Member of the Rajasthan Legislative Assembly
- Incumbent
- Assumed office 3 December 2023
- Preceded by: Nirmal Kumawat
- Constituency: Phulera

= Vidhyadhar Singh =

Indian politician

Vidhyadhar Singh (born 1956) is an Indian politician from Rajasthan. He is a member of the Rajasthan Legislative Assembly from Phulera Assembly constituency in Jaipur district. He won the 2023 Rajasthan Legislative Assembly election representing the Indian National Congress.

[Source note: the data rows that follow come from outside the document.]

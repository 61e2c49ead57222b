use std::sync::Arc;

use bytes::Bytes;
use polars::prelude::{
    DataFrame, DataType, Field, IntoLazy, Literal, NULL, NamedFrom, Schema, SchemaRef, Series,
    col, lit,
};

use crate::{
    error::{DataError, MandiResult},
    parse::{
        ParseContext, SourceParser, check_schema_drift, conform_to_schema, csv_header,
        days_since_epoch, envelope_literals, partition_literals, read_csv,
    },
    schema::{CanonicalCol, equity_bar_schema, event_id},
};

/// Parser for the BSE equity bhavcopy CSV.
///
/// BSE publishes its own 15-column layout; the parser unifies it onto
/// the canonical equity-bar schema so NSE and BSE frames deduplicate
/// and load identically. Fields BSE does not publish (settlement price,
/// instrument type) come out null.
pub struct BseBarParser;

const BSE_COLUMNS: [&str; 15] = [
    "SC_CODE",
    "SC_NAME",
    "SC_GROUP",
    "SC_TYPE",
    "OPEN",
    "HIGH",
    "LOW",
    "CLOSE",
    "LAST",
    "PREVCLOSE",
    "NO_TRADES",
    "NO_OF_SHRS",
    "NET_TURNOV",
    "TDCLOINDI",
    "ISIN_CODE",
];

fn input_schema() -> SchemaRef {
    let fields = BSE_COLUMNS.iter().map(|name| {
        let dtype = match *name {
            "OPEN" | "HIGH" | "LOW" | "CLOSE" | "LAST" | "PREVCLOSE" | "NET_TURNOV" => {
                DataType::Float64
            }
            "NO_TRADES" | "NO_OF_SHRS" => DataType::Int64,
            _ => DataType::String,
        };
        Field::new((*name).into(), dtype)
    });
    Arc::new(Schema::from_iter(fields))
}

impl SourceParser for BseBarParser {
    fn declared_schema(&self) -> SchemaRef {
        equity_bar_schema()
    }

    #[tracing::instrument(skip_all, fields(trade_date = %ctx.trade_date))]
    fn parse(&self, raw: &Bytes, ctx: &ParseContext) -> MandiResult<DataFrame> {
        let header = csv_header(raw)?;
        check_schema_drift(ctx.source, &header, &input_schema())?;

        let df = read_csv(raw, input_schema())?;
        let before = df.height();

        let df = df
            .lazy()
            .filter(
                col("SC_CODE")
                    .is_not_null()
                    .and(col("SC_CODE").neq(lit("")))
                    .and(col("SC_NAME").is_not_null())
                    .and(col("SC_NAME").neq(lit(""))),
            )
            .with_columns([col("SC_NAME").str().strip_chars(lit(NULL))])
            .collect()
            .map_err(|e| DataError::Frame(e.to_string()))?;

        tracing::info!(
            rows = df.height(),
            filtered = before - df.height(),
            "bse_bhavcopy_parsed"
        );

        let codes = df
            .column("SC_CODE")
            .and_then(|c| c.str().cloned())
            .map_err(|e| DataError::Frame(e.to_string()))?;
        let names = df
            .column("SC_NAME")
            .and_then(|c| c.str().cloned())
            .map_err(|e| DataError::Frame(e.to_string()))?;

        let mut event_ids = Vec::with_capacity(df.height());
        let mut entity_ids = Vec::with_capacity(df.height());
        for (code, name) in codes.iter().zip(names.iter()) {
            let code = code.unwrap_or_default();
            let name = name.unwrap_or_default();
            event_ids.push(event_id(ctx.source.as_str(), ctx.trade_date, code));
            entity_ids.push(format!("{name}:{code}:BSE"));
        }

        let df = df
            .lazy()
            .with_columns([
                Series::new(CanonicalCol::EventId.name(), event_ids).lit(),
                Series::new(CanonicalCol::EntityId.name(), entity_ids).lit(),
            ])
            .with_columns(envelope_literals(ctx))
            .with_columns([
                col("SC_CODE").alias(CanonicalCol::InstrumentId.name()),
                col("SC_NAME").alias(CanonicalCol::Symbol.name()),
                lit("BSE").alias(CanonicalCol::Exchange.name()),
                col("ISIN_CODE").alias(CanonicalCol::Isin.name()),
                col("SC_TYPE").alias(CanonicalCol::InstrumentType.name()),
                col("SC_GROUP").alias(CanonicalCol::Series.name()),
                lit(days_since_epoch(ctx.trade_date))
                    .cast(DataType::Date)
                    .alias(CanonicalCol::TradeDate.name()),
                col("PREVCLOSE").alias(CanonicalCol::PrevClose.name()),
                col("OPEN").alias(CanonicalCol::Open.name()),
                col("HIGH").alias(CanonicalCol::High.name()),
                col("LOW").alias(CanonicalCol::Low.name()),
                col("CLOSE").alias(CanonicalCol::Close.name()),
                col("LAST").alias(CanonicalCol::LastPrice.name()),
                // BSE equity bhavcopy carries no settlement price.
                lit(NULL)
                    .cast(DataType::Float64)
                    .alias(CanonicalCol::SettlementPrice.name()),
                col("NO_OF_SHRS").alias(CanonicalCol::Volume.name()),
                col("NET_TURNOV").alias(CanonicalCol::Turnover.name()),
                col("NO_TRADES").alias(CanonicalCol::Trades.name()),
                // Neutral until the corporate-actions repricing step.
                lit(1.0).alias(CanonicalCol::AdjustmentFactor.name()),
                lit(NULL)
                    .cast(DataType::Date)
                    .alias(CanonicalCol::AdjustmentDate.name()),
                lit(true).alias(CanonicalCol::IsTradingDay.name()),
            ])
            .with_columns(partition_literals(ctx.trade_date))
            .collect()
            .map_err(|e| DataError::Frame(e.to_string()))?;

        conform_to_schema(df, &self.declared_schema())
    }
}

#[cfg(test)]
mod tests {
    use chrono::NaiveDate;

    use super::*;
    use crate::fetch::Source;

    fn fixture_csv() -> String {
        let header = BSE_COLUMNS.join(",");
        format!(
            "{header}\n\
             500325,RELIANCE,A,Q,2900.0,2950.0,2880.0,2938.0,2938.0,2895.0,48,1200,3525600.0,,INE002A01018\n\
             532540,TCS,A,Q,3801.0,3849.0,3791.0,3829.0,3829.0,3795.0,30,800,3063200.0,,INE467B01029\n\
             ,GHOST,A,Q,1.0,1.0,1.0,1.0,1.0,1.0,1,1,1.0,,INE000000000\n"
        )
    }

    fn ctx() -> ParseContext {
        ParseContext::new(
            Source::BseEqBar,
            NaiveDate::from_ymd_opt(2024, 1, 15).expect("date"),
        )
    }

    #[test]
    fn maps_bse_columns_onto_canonical_schema() {
        let raw = Bytes::from(fixture_csv());
        let df = BseBarParser.parse(&raw, &ctx()).expect("parse succeeds");

        // The row without a scrip code is dropped up front.
        assert_eq!(df.height(), 2);
        assert_eq!(&**df.schema(), &*equity_bar_schema());

        let exchange = df
            .column("exchange")
            .and_then(|c| c.str().cloned())
            .expect("exchange column");
        assert!(exchange.iter().all(|v| v == Some("BSE")));

        // Fields absent from the BSE layout surface as nulls.
        let settlement = df.column("settlement_price").expect("settlement column");
        assert_eq!(settlement.null_count(), 2);
    }

    #[test]
    fn wrong_layout_is_schema_drift() {
        let raw = Bytes::from("SC_CODE,UNEXPECTED\n1,2\n".to_string());
        let err = BseBarParser.parse(&raw, &ctx()).expect_err("drift fails");
        assert!(err.to_string().contains("Schema drift"));
    }
}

== Early life and education ==
Singh is from Phulera, Jaipur district, Rajasthan. He is the son of former MLA and Jat leader, Hari Singh. He completed his M.A. in history in 1979 at Rajasthan University, Jaipur.

== Career ==
Singh won from Phulera Assembly constituency representing the Indian National Congress in the 2023 Rajasthan Legislative Assembly election. He polled 112,244 votes and defeated his nearest rival and three time MLA, Nirmal Kumawat of the Bharatiya Janata Party, by a margin of 26,898 votes. His son in law Shailesh Singh was elected on a BJP ticket from Deeg Kumher Assembly constituency and both the father in law and son in law are expected to sit in the assembly representing different parties.